### The data ###

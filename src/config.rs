//! Runtime settings for the binaries.
//!
//! Each key resolves as: CLI override, then process environment, then the
//! `.env` file, then the built-in default.

use anyhow::{Context, Result, anyhow};
use std::{
    collections::HashMap,
    env, fs,
    path::{Path, PathBuf},
};

pub const DEFAULT_ENV_PATH: &str = ".env";
pub const DEFAULT_VIDTUBE_PORT: u16 = 8000;
pub const DEFAULT_VIDTUBE_HOST: &str = "127.0.0.1";

#[derive(Debug, Clone)]
pub struct RuntimeSettings {
    pub database_path: PathBuf,
    pub asset_root: PathBuf,
    /// Prefix of the URLs handed out for stored assets.
    pub public_base_url: String,
    pub port: u16,
    pub host: String,
}

#[derive(Debug, Clone, Default)]
pub struct RuntimeOverrides {
    pub database_path: Option<PathBuf>,
    pub asset_root: Option<PathBuf>,
    pub public_base_url: Option<String>,
    pub port: Option<u16>,
    pub host: Option<String>,
    pub env_path: Option<PathBuf>,
}

pub fn resolve_runtime_settings(overrides: RuntimeOverrides) -> Result<RuntimeSettings> {
    let env_path = overrides
        .env_path
        .as_deref()
        .unwrap_or_else(|| Path::new(DEFAULT_ENV_PATH));
    let file_vars = read_env_file(env_path)?;
    build_settings_with_overrides(&file_vars, env_var_string, overrides)
}

/// Resolves only the database location, for tools that never touch assets
/// or the network.
pub fn resolve_database_path(
    database_path: Option<PathBuf>,
    env_path: Option<&Path>,
) -> Result<PathBuf> {
    if let Some(path) = database_path {
        return Ok(path);
    }
    let file_vars = read_env_file(env_path.unwrap_or_else(|| Path::new(DEFAULT_ENV_PATH)))?;
    lookup_value("DATABASE_PATH", &file_vars, &env_var_string)
        .map(PathBuf::from)
        .ok_or_else(|| anyhow!("DATABASE_PATH not set"))
}

#[cfg(test)]
fn build_settings(
    file_vars: &HashMap<String, String>,
    env_lookup: impl Fn(&str) -> Option<String>,
) -> Result<RuntimeSettings> {
    build_settings_with_overrides(file_vars, env_lookup, RuntimeOverrides::default())
}

fn build_settings_with_overrides(
    file_vars: &HashMap<String, String>,
    env_lookup: impl Fn(&str) -> Option<String>,
    overrides: RuntimeOverrides,
) -> Result<RuntimeSettings> {
    let database_path = overrides
        .database_path
        .map(|path| path.to_string_lossy().into_owned())
        .or_else(|| lookup_value("DATABASE_PATH", file_vars, &env_lookup))
        .ok_or_else(|| anyhow!("DATABASE_PATH not set"))?;
    let asset_root = overrides
        .asset_root
        .map(|path| path.to_string_lossy().into_owned())
        .or_else(|| lookup_value("ASSET_ROOT", file_vars, &env_lookup))
        .ok_or_else(|| anyhow!("ASSET_ROOT not set"))?;
    let port = overrides
        .port
        .or_else(|| {
            lookup_value("VIDTUBE_PORT", file_vars, &env_lookup)
                .and_then(|value| value.parse::<u16>().ok())
        })
        .unwrap_or(DEFAULT_VIDTUBE_PORT);
    let host = non_empty(overrides.host)
        .or_else(|| lookup_value("VIDTUBE_HOST", file_vars, &env_lookup))
        .filter(|value| !value.trim().is_empty())
        .unwrap_or_else(|| DEFAULT_VIDTUBE_HOST.to_string());
    let public_base_url = non_empty(overrides.public_base_url)
        .or_else(|| lookup_value("PUBLIC_BASE_URL", file_vars, &env_lookup))
        .map(|url| url.trim_end_matches('/').to_string())
        .unwrap_or_else(|| format!("http://{host}:{port}"));
    Ok(RuntimeSettings {
        database_path: PathBuf::from(database_path),
        asset_root: PathBuf::from(asset_root),
        public_base_url,
        port,
        host,
    })
}

fn non_empty(value: Option<String>) -> Option<String> {
    value.and_then(|value| {
        let trimmed = value.trim().to_string();
        if trimmed.is_empty() {
            None
        } else {
            Some(trimmed)
        }
    })
}

fn env_var_string(key: &str) -> Option<String> {
    non_empty(env::var(key).ok())
}

fn lookup_value(
    key: &str,
    file_vars: &HashMap<String, String>,
    env_lookup: &impl Fn(&str) -> Option<String>,
) -> Option<String> {
    env_lookup(key).or_else(|| file_vars.get(key).cloned())
}

pub fn read_env_file(path: &Path) -> Result<HashMap<String, String>> {
    let mut vars = HashMap::new();
    if !path.exists() {
        return Ok(vars);
    }
    let content =
        fs::read_to_string(path).with_context(|| format!("Reading {}", path.display()))?;
    for line in content.lines() {
        let trimmed = line.trim();
        if trimmed.is_empty() || trimmed.starts_with('#') {
            continue;
        }
        let line = trimmed.strip_prefix("export ").unwrap_or(trimmed);
        let Some((key, value_raw)) = line.split_once('=') else {
            continue;
        };
        let key = key.trim();
        if key.is_empty() {
            continue;
        }
        let value = value_raw.trim();
        let value = value
            .strip_prefix('"')
            .and_then(|value| value.strip_suffix('"'))
            .or_else(|| {
                value
                    .strip_prefix('\'')
                    .and_then(|value| value.strip_suffix('\''))
            })
            .unwrap_or(value);
        vars.insert(key.to_string(), value.to_string());
    }
    Ok(vars)
}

###

**Exercise**
Write the entries out again verbatim, every one of them.

**Finished exercise**
filename src/config.rs
//! Runtime settings for the binaries.
//!
//! Each key resolves as: CLI override, then process environment, then the
//! `.env` file, then the built-in default.

use anyhow::{Context, Result, anyhow};
use std::{
    collections::HashMap,
    env, fs,
    path::{Path, PathBuf},
};

pub const DEFAULT_ENV_PATH: &str = ".env";
pub const DEFAULT_VIDTUBE_PORT: u16 = 8000;
pub const DEFAULT_VIDTUBE_HOST: &str = "127.0.0.1";

#[derive(Debug, Clone)]
pub struct RuntimeSettings {
    pub database_path: PathBuf,
    pub asset_root: PathBuf,
    /// Prefix of the URLs handed out for stored assets.
    pub public_base_url: String,
    pub port: u16,
    pub host: String,
}

#[derive(Debug, Clone, Default)]
pub struct RuntimeOverrides {
    pub database_path: Option<PathBuf>,
    pub asset_root: Option<PathBuf>,
    pub public_base_url: Option<String>,
    pub port: Option<u16>,
    pub host: Option<String>,
    pub env_path: Option<PathBuf>,
}

pub fn resolve_runtime_settings(overrides: RuntimeOverrides) -> Result<RuntimeSettings> {
    let env_path = overrides
        .env_path
        .as_deref()
        .unwrap_or_else(|| Path::new(DEFAULT_ENV_PATH));
    let file_vars = read_env_file(env_path)?;
    build_settings_with_overrides(&file_vars, env_var_string, overrides)
}

/// Resolves only the database location, for tools that never touch assets
/// or the network.
pub fn resolve_database_path(
    database_path: Option<PathBuf>,
    env_path: Option<&Path>,
) -> Result<PathBuf> {
    if let Some(path) = database_path {
        return Ok(path);
    }
    let file_vars = read_env_file(env_path.unwrap_or_else(|| Path::new(DEFAULT_ENV_PATH)))?;
    lookup_value("DATABASE_PATH", &file_vars, &env_var_string)
        .map(PathBuf::from)
        .ok_or_else(|| anyhow!("DATABASE_PATH not set"))
}

#[cfg(test)]
fn build_settings(
    file_vars: &HashMap<String, String>,
    env_lookup: impl Fn(&str) -> Option<String>,
) -> Result<RuntimeSettings> {
    build_settings_with_overrides(file_vars, env_lookup, RuntimeOverrides::default())
}

fn build_settings_with_overrides(
    file_vars: &HashMap<String, String>,
    env_lookup: impl Fn(&str) -> Option<String>,
    overrides: RuntimeOverrides,
) -> Result<RuntimeSettings> {
    let database_path = overrides
        .database_path
        .map(|path| path.to_string_lossy().into_owned())
        .or_else(|| lookup_value("DATABASE_PATH", file_vars, &env_lookup))
        .ok_or_else(|| anyhow!("DATABASE_PATH not set"))?;
    let asset_root = overrides
        .asset_root
        .map(|path| path.to_string_lossy().into_owned())
        .or_else(|| lookup_value("ASSET_ROOT", file_vars, &env_lookup))
        .ok_or_else(|| anyhow!("ASSET_ROOT not set"))?;
    let port = overrides
        .port
        .or_else(|| {
            lookup_value("VIDTUBE_PORT", file_vars, &env_lookup)
                .and_then(|value| value.parse::<u16>().ok())
        })
        .unwrap_or(DEFAULT_VIDTUBE_PORT);
    let host = non_empty(overrides.host)
        .or_else(|| lookup_value("VIDTUBE_HOST", file_vars, &env_lookup))
        .filter(|value| !value.trim().is_empty())
        .unwrap_or_else(|| DEFAULT_VIDTUBE_HOST.to_string());
    let public_base_url = non_empty(overrides.public_base_url)
        .or_else(|| lookup_value("PUBLIC_BASE_URL", file_vars, &env_lookup))
        .map(|url| url.trim_end_matches('/').to_string())
        .unwrap_or_else(|| format!("http://{host}:{port}"));
    Ok(RuntimeSettings {
        database_path: PathBuf::from(database_path),
        asset_root: PathBuf::from(asset_root),
        public_base_url,
        port,
        host,
    })
}

fn non_empty(value: Option<String>) -> Option<String> {
    value.and_then(|value| {
        let trimmed = value.trim().to_string();
        if trimmed.is_empty() {
            None
        } else {
            Some(trimmed)
        }
    })
}

fn env_var_string(key: &str) -> Option<String> {
    non_empty(env::var(key).ok())
}

fn lookup_value(
    key: &str,
    file_vars: &HashMap<String, String>,
    env_lookup: &impl Fn(&str) -> Option<String>,
) -> Option<String> {
    env_lookup(key).or_else(|| file_vars.get(key).cloned())
}

pub fn read_env_file(path: &Path) -> Result<HashMap<String, String>> {
    let mut vars = HashMap::new();
    if !path.exists() {
        return Ok(vars);
    }
    let content =
        fs::read_to_string(path).with_context(|| format!("Reading {}", path.display()))?;
    for line in content.lines() {
        let trimmed = line.trim();
        if trimmed.is_empty() || trimmed.starts_with('#') {
            continue;
        }
        let line = trimmed.strip_prefix("export ").unwrap_or(trimmed);
        let Some((key, value_raw)) = line.split_once('=') else {
            continue;
        };
        let key = key.trim();
        if key.is_empty() {
            continue;
        }
        let value = value_raw.trim();
        let value = value
            .strip_prefix('"')
            .and_then(|value| value.strip_suffix('"'))
            .or_else(|| {
                value
                    .strip_prefix('\'')
                    .and_then(|value| value.strip_suffix('\''))
            })
            .unwrap_or(value);
        vars.insert(key.to_string(), value.to_string());
    }
    Ok(vars)
}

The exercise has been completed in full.